§ Description of the task: Exactly reproduce the lines from the line that has "fn parse_addr(s: &str)" down to the last line of the entries, inclusive.

Saved data entries
------------------------------------------------------------
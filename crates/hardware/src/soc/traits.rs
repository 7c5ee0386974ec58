//! Device trait for memory-mapped I/O.
//!
//! This module defines the `Device` trait implemented by all bank-0 devices. It provides:
//! 1. **Identification:** `name` and `address_range` for bus routing.
//! 2. **Access:** Byte read/write at device-relative offsets; the 65816 bus is 8 bits wide.
//! 3. **Context:** A `DeviceContext` lending the MMU, physical memory and CPU engine
//!    to the device for the duration of one access.

use std::fmt;

use crate::engine::CpuEngine;
use crate::mmu::Mmu;
use crate::soc::memory::PhysicalMemory;

/// State a device may touch while servicing an access.
pub struct DeviceContext<'a> {
    /// MMU control registers and page table.
    pub mmu: &'a mut Mmu,
    /// Physical memory, for devices that overlay RAM or ROM.
    pub memory: &'a mut PhysicalMemory,
    /// The CPU engine, for trace and exit requests.
    pub engine: &'a mut dyn CpuEngine,
}

impl fmt::Debug for DeviceContext<'_> {
    fn fmt(&self, f: &mut fmt::Formatter<'_>) -> fmt::Result {
        f.debug_struct("DeviceContext")
            .field("mmu", &self.mmu.control)
            .field("memory", &self.memory)
            .finish_non_exhaustive()
    }
}

/// Trait for memory-mapped devices attached to the bank-0 dispatcher.
pub trait Device: fmt::Debug + Send {
    /// Returns a short name for this device (e.g., `"CONSOLE"`, `"ROM"`).
    fn name(&self) -> &str;

    /// Returns (base_address, size_in_bytes) of the window this device decodes.
    ///
    /// Offsets passed to `read_u8`/`write_u8` are relative to the base.
    fn address_range(&self) -> (u32, u32);

    /// Reads one byte at the given device-relative offset.
    fn read_u8(&mut self, offset: u32, ctx: &mut DeviceContext<'_>) -> u8;

    /// Writes one byte at the given device-relative offset.
    fn write_u8(&mut self, offset: u32, val: u8, ctx: &mut DeviceContext<'_>);

    /// Returns the device-relative offset of `paddr` if this device claims it.
    ///
    /// Defaults to the whole of `address_range`. Devices with sparse registers
    /// narrow it.
    fn claims(&self, paddr: u32) -> Option<u32> {
        let (base, size) = self.address_range();
        (paddr >= base && paddr - base < size).then(|| paddr - base)
    }
}
//! mmu816 memory image inspector.
//!
//! This binary builds a memory system from a profile or configuration file and
//! loads a program image into it. It performs:
//! 1. **Inspect:** Loads the image and reports the 65816 vectors as a CPU engine
//!    would pull them after reset.
//! 2. **Dump:** Loads the image and prints a raw physical window.
//!
//! Logging goes to stderr through `tracing`; set `RUST_LOG` to change the level.

use std::fs;
use std::io;
use std::path::PathBuf;
use std::process::ExitCode;
use std::sync::mpsc::channel;

use clap::{Parser, Subcommand, ValueEnum};
use tracing::{debug, error, info, warn};
use tracing_subscriber::EnvFilter;

use mmu816_core::config::Profile;
use mmu816_core::sim::loader;
use mmu816_core::soc::devices::Console;
use mmu816_core::{AccessFlags, Config, CpuEngine, Fault, MemorySystem};

#[derive(Parser, Debug)]
#[command(
    name = "mmu816",
    author,
    version,
    about = "Inspect program images on a 65816 memory system",
    long_about = "Load a raw image the way the machine would and look at it through the bus.\n\nExamples:\n  mmu816 inspect rom.bin\n  mmu816 --profile unpaged inspect prog.bin\n  mmu816 --config machine.json dump rom.bin --base 0xffe0 --len 32"
)]
struct Cli {
    /// Reference machine to build.
    #[arg(long, value_enum, global = true, default_value_t = ProfileArg::Paged)]
    profile: ProfileArg,

    /// JSON configuration file; takes precedence over --profile.
    #[arg(long, global = true)]
    config: Option<PathBuf>,

    #[command(subcommand)]
    command: Commands,
}

#[derive(Subcommand, Debug)]
enum Commands {
    /// Load an image and print the vectors the engine would pull.
    Inspect {
        /// Raw binary image.
        image: PathBuf,
    },

    /// Load an image and print a window of physical memory.
    Dump {
        /// Raw binary image.
        image: PathBuf,

        /// First physical address (hex with 0x prefix, or decimal). Defaults
        /// to 32 bytes below the top of physical memory, or of bank 0 when
        /// translation is off.
        #[arg(long, value_parser = parse_addr)]
        base: Option<u32>,

        /// Number of bytes.
        #[arg(long, default_value_t = 32)]
        len: u32,
    },
}

#[derive(Clone, Copy, Debug, ValueEnum)]
enum ProfileArg {
    Paged,
    Unpaged,
}

impl From<ProfileArg> for Profile {
    fn from(arg: ProfileArg) -> Self {
        match arg {
            ProfileArg::Paged => Self::Paged,
            ProfileArg::Unpaged => Self::Unpaged,
        }
    }
}

/// Engine stand-in: nothing executes, so callbacks are only logged.
#[derive(Debug, Default)]
struct HostEngine {
    faults: usize,
}

impl CpuEngine for HostEngine {
    fn abort(&mut self, fault: &Fault) {
        self.faults += 1;
        warn!(%fault, "abort");
    }

    fn set_trace(&mut self, enabled: bool) {
        debug!(enabled, "trace toggled");
    }

    fn exit(&mut self, code: u8) {
        info!(code, "exit requested");
    }
}

/// Emulation and native mode vectors, as (name, address of the low byte).
const VECTORS: [(&str, u32); 9] = [
    ("NMI", 0xFFFA),
    ("RESET", 0xFFFC),
    ("IRQ/BRK", 0xFFFE),
    ("COP (native)", 0xFFE4),
    ("BRK (native)", 0xFFE6),
    ("ABORT (native)", 0xFFE8),
    ("NMI (native)", 0xFFEA),
    ("RESERVED (native)", 0xFFEC),
    ("IRQ (native)", 0xFFEE),
];

fn main() -> ExitCode {
    tracing_subscriber::fmt()
        .with_env_filter(EnvFilter::try_from_default_env().unwrap_or_else(|_| EnvFilter::new("warn")))
        .with_writer(io::stderr)
        .init();

    let cli = Cli::parse();
    match run(&cli) {
        Ok(()) => ExitCode::SUCCESS,
        Err(msg) => {
            error!("{msg}");
            eprintln!("[!] {msg}");
            ExitCode::FAILURE
        }
    }
}

fn run(cli: &Cli) -> Result<(), String> {
    let config = load_config(cli)?;

    // Nothing executes, so the console never needs host stdin.
    let (_tx, rx) = channel();
    let console = Console::new(config.console_registers(), Box::new(io::stdout()), rx);
    let mut system = MemorySystem::with_console(&config, console).map_err(|e| e.to_string())?;

    match &cli.command {
        Commands::Inspect { image } => {
            let placed = loader::load_image(&mut system, image).map_err(|e| e.to_string())?;
            println!(
                "{} bytes at {:#06x} ({:?} profile, devices: {})",
                placed,
                config.loader.offset,
                config.profile,
                system.bus().device_names().join(", ")
            );
            inspect_vectors(&mut system);
        }
        Commands::Dump { image, base, len } => {
            let _placed = loader::load_image(&mut system, image).map_err(|e| e.to_string())?;
            let base = base.unwrap_or_else(|| default_dump_base(&config));
            dump(&system, base, *len);
        }
    }
    Ok(())
}

fn load_config(cli: &Cli) -> Result<Config, String> {
    let Some(path) = &cli.config else {
        return Ok(Config::for_profile(cli.profile.into()));
    };
    let text = fs::read_to_string(path)
        .map_err(|e| format!("could not read config '{}': {e}", path.display()))?;
    Config::from_json(&text).map_err(|e| format!("{}: {e}", path.display()))
}

fn inspect_vectors(system: &mut MemorySystem) {
    let mut engine = HostEngine::default();
    for (name, addr) in VECTORS {
        let lo = system.read(&mut engine, addr, AccessFlags::VP).value;
        let hi = system.read(&mut engine, addr + 1, AccessFlags::VP).value;
        println!("{name:<18} {addr:#06x} -> {:#06x}", u16::from_le_bytes([lo, hi]));
    }
    if engine.faults > 0 {
        warn!(faults = engine.faults, "vector pulls faulted");
    }
}

/// Top 32 bytes of bank 0 on an unpaged machine, of the whole space otherwise.
fn default_dump_base(config: &Config) -> u32 {
    let top = if config.translation {
        config.memory.mem_size
    } else {
        0x1_0000
    };
    top - 32
}

fn dump(system: &MemorySystem, base: u32, len: u32) {
    let window = system.dump_window(base, len);
    for row in window.chunks(16) {
        let Some((start, _)) = row.first() else {
            continue;
        };
        let bytes: Vec<String> = row.iter().map(|(_, b)| format!("{b:02x}")).collect();
        println!("{:#08x}: {}", start.val(), bytes.join(" "));
    }
}

fn parse_addr(s: &str) -> Result<u32, String> {
    let parsed = match s.strip_prefix("0x").or_else(|| s.strip_prefix("0X")) {
        Some(hex) => u32::from_str_radix(hex, 16),
        None => s.parse(),
    };
    parsed.map_err(|e| format!("invalid address '{s}': {e}"))
}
------------------------------------------------------------
§ Written answer:
fn parse_addr(s: &str) -> Result<u32, String> {
    let parsed = match s.strip_prefix("0x").or_else(|| s.strip_prefix("0X")) {
        Some(hex) => u32::from_str_radix(hex, 16),
        None => s.parse(),
    };
    parsed.map_err(|e| format!("invalid address '{s}': {e}"))
}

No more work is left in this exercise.